Any well-written class must either ensure any virtual members which could possibly be invoked on a partially-constructed instance will behave sensibly. C# takes the philosophy that a class instance whose field initializers have run will be in a sufficiently-sensible state to allow virtual methods to be used. VB.net takes the philosophy that allowing field initializers to make use of a partially-constructed object (and--with a little work--any parameters passed to the constructor) is more useful than a guarantee that field initializers will run before any virtual methods are called.

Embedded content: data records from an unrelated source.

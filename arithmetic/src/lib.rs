use core::num::NonZeroU64;

use easy_ext::ext;
use typenum::{NonZero, Unsigned};

#[ext(NonZeroExt)]
pub impl<N: Unsigned + NonZero> N {
    #[inline]
    #[must_use]
    fn non_zero() -> NonZeroU64 {
        NonZeroU64::new(Self::U64).expect("the bound on N ensures that it is nonzero")
    }
}

#[ext(U64Ext)]
pub impl u64 {
    #[inline]
    #[must_use]
    fn is_multiple_of_typenum<N: Unsigned + NonZero>(self) -> bool {
        self % N::U64 == 0
    }

    #[inline]
    #[must_use]
    fn prev_multiple_of(self, factor: NonZeroU64) -> Self {
        self - self % factor
    }

    #[inline]
    #[must_use]
    fn div_typenum<N: Unsigned + NonZero>(self) -> Self {
        self / N::U64
    }

    #[inline]
    #[must_use]
    fn mod_typenum<N: Unsigned + NonZero>(self) -> Self {
        self % N::U64
    }

    #[inline]
    #[must_use]
    fn mul_typenum<N: Unsigned>(self) -> Option<u64> {
        self.checked_mul(N::U64)
    }
}

#[cfg(test)]
mod tests {
    use nonzero_ext::nonzero;
    use test_case::test_case;
    use typenum::{U32, U8};

    use super::*;

    #[test_case(0 => 0)]
    #[test_case(7 => 0)]
    #[test_case(8 => 1)]
    #[test_case(17 => 2)]
    fn div_typenum_floors(value: u64) -> u64 {
        value.div_typenum::<U8>()
    }

    #[test]
    fn mod_and_multiples() {
        assert_eq!(33.mod_typenum::<U32>(), 1);
        assert!(64.is_multiple_of_typenum::<U32>());
        assert!(!65.is_multiple_of_typenum::<U32>());
        assert_eq!(70.prev_multiple_of(nonzero!(32_u64)), 64);
        assert_eq!(U8::non_zero().get(), 8);
    }

    #[test]
    fn mul_typenum_detects_overflow() {
        assert_eq!(2.mul_typenum::<U8>(), Some(16));
        assert_eq!(u64::MAX.mul_typenum::<U8>(), None);
    }
}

IMHO, the right approach from a language-design standpoint would have been to provide a convenient means of indicating that specified field initializers should be run "early" or "late", since there are times each can be useful (though I prefer the "late" style, since it allows constructor parameters to be made available to field initializers). For example:
In C#, there's no nice way to have field declarations or initializers make use of arguments passed to a constructor. In vb, it can be done reasonably cleanly as illustrated above. Note that in vb, it's also possible to use a by-reference constructor parameter to smuggle out a copy of the object under construction before any field initializers are run; if a class's Dispose routine is properly written to deal with partially-constructed objects, an object which throws in its constructor can be properly cleaned up.